Wednesday, 4 September 2024

The futility of missionary work: The main thing in avoiding damnation is Not conversion to Christianity, but that people Want the right things

As of 2024 (in The West); I am finding that whether or not a person self-identifies as A Christian (or a Christian of any particular church or denomination) is not of any practical value in establishing which side that person has taken, in the spiritual war of this world. 

Most "Christians" are nowadays (it seems to me) on the side of the powers of purposive evil, and some of those who do not call themselves Christian seem likely to be open to salvation. 

Therefore the old ideal of "conversion" has come to seem almost irrelevant - and traditional (church-membership-focused, mortal lifestyle focused) missionary, conversion and apologetic activities have become worthless, or harmful.


(Although I am sure that apologetics, missionary and conversion work was effective and valuable in the past when Men were different, and the situation was different - including the fairly recent past of a few decades ago.) 


What I look for, and most hope for, among those I love; is that they ultimately would want resurrected eternal life in Heaven - if they knew that this was a real possibility. 

And this seems to be mainly a matter of whether that person is capable of, and values above all, inter-personal love in a "creative" sense: that is, love between people (or indeed beings - e.g. potentially love of a particular animal/s, such as a pet dog, cat, horse) which is alive, dynamic, and develops - forever. 


If love is their highest value (for which other goals are willingly sacrificed), then I think such people will choose salvation when it is offered to them (after mortal death) as true, real, possible. 

In other words: Is a person's ideal to live forever in a world in which love is the ruling value?

When people call themselves Christian, and lead a devout life etc; but don't want this above all else - then I usually assume that they would not choose salvation (when it comes to the crunch) but something else

  

Note: Of course this all hinges on what is understood by "love" - and what is regarded as the model for the highest love. I think this is quite simple and everybody capable of love already knows it. By my understanding; the proper Christian model is the inter-personal love between members of a family (i.e. of the best imaginable family, which everyone (i.e. everyone who is capable of love) knows innately; even when he has not personally experienced it in mortal life. This is the proper model for the love of God and by God, and the love taught and modelled by Jesus Christ.  

3 comments:

  1. I used to say on Orthodox forums that the Great Commission was over. Everyone knows where to find us and we're no longer small bands of believers speaking truth to power, like St. Paul in front of Herod Agrippa. Time for the Church to feed Her sheep,. After all, if we're not going to evangelize our Hindu, Jewish, and Muslim neighbors, what is the use of trying to poach from other Christian sects or try to be first on the ground before the Catholics or the Protestants to cultural followers in some African village.

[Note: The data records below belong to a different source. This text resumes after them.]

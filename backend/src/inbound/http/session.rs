//! Session cookie extraction and issuance.
//!
//! [`SessionContext`] resolves the signed `session` cookie into an optional
//! [`User`]. A missing, tampered, or stale cookie is anonymous; extraction
//! never fails the request.

use std::future::{Ready, ready};

use actix_web::cookie::time::Duration;
use actix_web::cookie::{Cookie, SameSite};
use actix_web::{FromRequest, HttpRequest, dev::Payload, web};
use tracing::{debug, error};

use crate::domain::{Error, User};
use crate::inbound::http::state::HttpState;

/// Cookie carrying the signed session assertion.
pub const SESSION_COOKIE: &str = "session";
/// Cookie carrying the OAuth `state` between login and callback.
pub const OAUTH_STATE_COOKIE: &str = "oauth_state";

const SESSION_MAX_AGE_DAYS: i64 = 30;
const OAUTH_STATE_MAX_AGE_MINUTES: i64 = 10;
const LOOPBACK_HOSTS: [&str; 3] = ["localhost", "127.0.0.1", "[::1]"];

/// Resolved caller identity for one request.
#[derive(Debug, Clone, Default)]
pub struct SessionContext(Option<User>);

impl SessionContext {
    /// Wrap an already resolved identity.
    pub fn new(user: Option<User>) -> Self {
        Self(user)
    }

    /// The logged-in user, if any.
    pub fn user(&self) -> Option<&User> {
        self.0.as_ref()
    }

    /// Consume the context.
    pub fn into_user(self) -> Option<User> {
        self.0
    }
}

fn resolve(req: &HttpRequest) -> SessionContext {
    let Some(cookie) = req.cookie(SESSION_COOKIE) else {
        return SessionContext::default();
    };
    let Some(state) = req.app_data::<web::Data<HttpState>>() else {
        error!("HttpState missing from app data; treating request as anonymous");
        return SessionContext::default();
    };
    match state.sessions.decode(cookie.value()) {
        Some(user) => SessionContext::new(Some(user)),
        None => {
            debug!("session cookie failed verification; treating request as anonymous");
            SessionContext::default()
        }
    }
}

impl FromRequest for SessionContext {
    type Error = actix_web::Error;
    type Future = Ready<Result<Self, Self::Error>>;

    fn from_request(req: &HttpRequest, _payload: &mut Payload) -> Self::Future {
        ready(Ok(resolve(req)))
    }
}

/// Whether cookies for this request should carry the `Secure` attribute.
///
/// Loopback hosts are served over plain HTTP during development.
pub fn is_secure_context(req: &HttpRequest) -> bool {
    let info = req.connection_info();
    !LOOPBACK_HOSTS.contains(&hostname(info.host()))
}

fn hostname(host: &str) -> &str {
    if let Some(rest) = host.strip_prefix('[') {
        return rest
            .split_once(']')
            .map_or(host, |(addr, _)| &host[..addr.len() + 2]);
    }
    host.split(':').next().unwrap_or(host)
}

fn base_cookie(req: &HttpRequest, name: &'static str, value: String) -> Cookie<'static> {
    Cookie::build(name, value)
        .path("/")
        .http_only(true)
        .same_site(SameSite::Lax)
        .secure(is_secure_context(req))
        .finish()
}

/// Mint a session cookie for `user`.
///
/// # Errors
///
/// Returns an internal error when the user claim cannot be serialised.
pub fn session_cookie(
    req: &HttpRequest,
    state: &HttpState,
    user: &User,
) -> Result<Cookie<'static>, Error> {
    let token = state
        .sessions
        .encode(user)
        .map_err(|err| Error::internal(format!("failed to encode session: {err}")))?;
    let mut cookie = base_cookie(req, SESSION_COOKIE, token);
    cookie.set_max_age(Duration::days(SESSION_MAX_AGE_DAYS));
    Ok(cookie)
}

/// Short-lived cookie remembering the OAuth `state`.
pub fn oauth_state_cookie(req: &HttpRequest, state: &str) -> Cookie<'static> {
    let mut cookie = base_cookie(req, OAUTH_STATE_COOKIE, state.to_owned());
    cookie.set_max_age(Duration::minutes(OAUTH_STATE_MAX_AGE_MINUTES));
    cookie
}

/// Expired cookie that makes the browser drop `name`.
pub fn removal_cookie(req: &HttpRequest, name: &'static str) -> Cookie<'static> {
    let mut cookie = base_cookie(req, name, String::new());
    cookie.set_max_age(Duration::ZERO);
    cookie
}
//! External login: OAuth state handling and user upsert.
//!
//! The identity provider is trusted: whatever identity it asserts after a
//! code exchange is upserted and becomes the session claim. No password or
//! credential ever reaches this service.

use std::fmt;
use std::sync::Arc;

use base64::Engine;
use base64::engine::general_purpose::URL_SAFE_NO_PAD;
use rand::RngCore;
use rand::rngs::OsRng;
use subtle::ConstantTimeEq;
use tracing::{info, warn};

use super::error::Error;
use super::ports::{
    ExternalIdentity, IdentityProvider, IdentityProviderError, UserPersistenceError,
    UserRepository,
};
use super::user::{User, UserId};

const STATE_BYTES: usize = 16;

/// Anti-forgery value round-tripped through the provider redirect.
#[derive(Clone, PartialEq, Eq)]
pub struct OAuthState(String);

impl OAuthState {
    /// Draw a fresh state value from the OS RNG.
    pub fn generate() -> Self {
        let mut bytes = [0_u8; STATE_BYTES];
        OsRng.fill_bytes(&mut bytes);
        Self(URL_SAFE_NO_PAD.encode(bytes))
    }

    /// True when the callback's `state` equals the stored one, compared in
    /// constant time.
    pub fn matches(&self, presented: &str) -> bool {
        !presented.is_empty() && bool::from(self.0.as_bytes().ct_eq(presented.as_bytes()))
    }

    /// Wrap a previously issued value read back from the client.
    pub fn from_cookie(value: impl Into<String>) -> Self {
        Self(value.into())
    }
}

impl AsRef<str> for OAuthState {
    fn as_ref(&self) -> &str {
        self.0.as_str()
    }
}

impl fmt::Debug for OAuthState {
    fn fmt(&self, f: &mut fmt::Formatter<'_>) -> fmt::Result {
        f.write_str("OAuthState(..)")
    }
}

/// Redirect target plus the state that must come back with it.
#[derive(Debug, Clone)]
pub struct LoginRedirect {
    /// Provider consent URL.
    pub url: String,
    /// State to persist client-side until the callback.
    pub state: OAuthState,
}

fn map_provider_error(error: IdentityProviderError) -> Error {
    match error {
        IdentityProviderError::NotConfigured => {
            Error::service_unavailable("login is not configured on this server")
        }
        IdentityProviderError::Rejected { message } => {
            warn!(%message, "identity provider rejected the authorisation code");
            Error::unauthorized("login was rejected by the identity provider")
        }
        IdentityProviderError::Transport { message } => {
            warn!(%message, "identity provider request failed");
            Error::service_unavailable("identity provider unavailable")
        }
    }
}

fn map_user_error(error: UserPersistenceError) -> Error {
    match error {
        UserPersistenceError::Connection { message } => {
            Error::service_unavailable(format!("user repository unavailable: {message}"))
        }
        UserPersistenceError::Query { message } => {
            Error::internal(format!("user repository error: {message}"))
        }
    }
}

/// Login use cases over the identity provider and user table.
#[derive(Clone)]
pub struct AuthService {
    provider: Arc<dyn IdentityProvider>,
    users: Arc<dyn UserRepository>,
}

impl AuthService {
    /// Create a service over the given collaborators.
    pub fn new(provider: Arc<dyn IdentityProvider>, users: Arc<dyn UserRepository>) -> Self {
        Self { provider, users }
    }

    /// Start a login: pick a state and build the consent URL.
    pub fn begin_login(&self) -> Result<LoginRedirect, Error> {
        let state = OAuthState::generate();
        let url = self
            .provider
            .authorization_url(state.as_ref())
            .map_err(map_provider_error)?;
        Ok(LoginRedirect { url, state })
    }

    /// Finish a login: check the state, exchange the code, upsert the user.
    pub async fn complete_login(
        &self,
        code: &str,
        presented_state: &str,
        expected_state: Option<&OAuthState>,
    ) -> Result<User, Error> {
        if !expected_state.is_some_and(|state| state.matches(presented_state)) {
            return Err(Error::invalid_request("login state mismatch"));
        }
        if code.trim().is_empty() {
            return Err(Error::invalid_request("authorisation code is missing"));
        }
        let identity = self
            .provider
            .exchange_code(code)
            .await
            .map_err(map_provider_error)?;
        let user = self.user_from_identity(identity)?;
        self.users.upsert(&user).await.map_err(map_user_error)?;
        info!(user_id = %user.id(), provider = user.provider(), "user logged in");
        Ok(user)
    }

    fn user_from_identity(&self, identity: ExternalIdentity) -> Result<User, Error> {
        let id = UserId::new(identity.subject)
            .map_err(|err| Error::internal(format!("identity provider subject invalid: {err}")))?;
        let user = User::try_new(id, self.provider.name())
            .map_err(|err| Error::internal(format!("identity provider name invalid: {err}")))?;
        Ok(user
            .with_email(identity.email)
            .with_name(identity.name)
            .with_picture(identity.picture))
    }
}
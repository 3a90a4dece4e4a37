//! Request body and query extractor configuration.
//!
//! Extractor failures are reported through the domain [`Error`] so clients
//! see the same JSON envelope as for every other failure.

use actix_web::error::{JsonPayloadError, QueryPayloadError};
use actix_web::web::{JsonConfig, QueryConfig};

use crate::domain::Error;

/// Largest accepted JSON body, sized for code plus a base64 snapshot.
pub const JSON_BODY_MAX_BYTES: usize = 4 * 1024 * 1024;

fn map_json_error(error: &JsonPayloadError) -> Error {
    match error {
        JsonPayloadError::OverflowKnownLength { .. } | JsonPayloadError::Overflow { .. } => {
            Error::payload_too_large("request body is too large")
        }
        JsonPayloadError::ContentType => {
            Error::invalid_request("expected an application/json request body")
        }
        other => Error::invalid_request(format!("invalid JSON body: {other}")),
    }
}

/// JSON extractor limits with domain error mapping.
pub fn json_config() -> JsonConfig {
    JsonConfig::default()
        .limit(JSON_BODY_MAX_BYTES)
        .error_handler(|err, _req| map_json_error(&err).into())
}

/// Query extractor with domain error mapping.
pub fn query_config() -> QueryConfig {
    QueryConfig::default().error_handler(|err: QueryPayloadError, _req| {
        Error::invalid_request(format!("invalid query string: {err}")).into()
    })
}
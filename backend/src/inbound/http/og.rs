//! Snapshot image endpoint.
//!
//! ```text
//! GET /og/{id}?token=T
//! ```

use actix_web::http::header;
use actix_web::{HttpResponse, get, web};

use crate::domain::{DiagramId, Error};
use crate::inbound::http::ApiResult;
use crate::inbound::http::cache_control::PRIVATE_SHORT_LIVED;
use crate::inbound::http::diagrams_dto::TokenQuery;
use crate::inbound::http::session::SessionContext;
use crate::inbound::http::state::HttpState;

/// Stream a diagram's snapshot under the same read rules as the diagram.
#[utoipa::path(
    get,
    path = "/og/{id}",
    params(("id" = String, Path, description = "Diagram id"), TokenQuery),
    responses(
        (status = 200, description = "Snapshot image", content_type = "image/png"),
        (status = 403, description = "Private diagram", body = Error),
        (status = 404, description = "Unknown diagram or no snapshot", body = Error)
    ),
    tags = ["diagrams"],
    operation_id = "getSnapshot",
    security([])
)]
#[get("/og/{id}")]
pub async fn snapshot(
    state: web::Data<HttpState>,
    session: SessionContext,
    path: web::Path<String>,
    query: web::Query<TokenQuery>,
) -> ApiResult<HttpResponse> {
    let id = DiagramId::parse(&path)?;
    let blob = state
        .gallery
        .read_image(session.user(), &id, query.token.as_deref())
        .await?;
    Ok(HttpResponse::Ok()
        .content_type(blob.content_type)
        .insert_header((header::CACHE_CONTROL, PRIVATE_SHORT_LIVED))
        .body(blob.bytes))
}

    It was not a popular view; everyone fancies we're back in the catacombs in the Apostolic Age. I call this perspective the Church Juvenile.

    Then the State declared its birdemic and whatever was left of the Church as a spiritual entity disappeared. (I think this has been ongoing since at least World War I.) As you say, there is no longer an aspirational "membership" requiring recruitment i.e. evangelism. The "club" one might say has been disbanded.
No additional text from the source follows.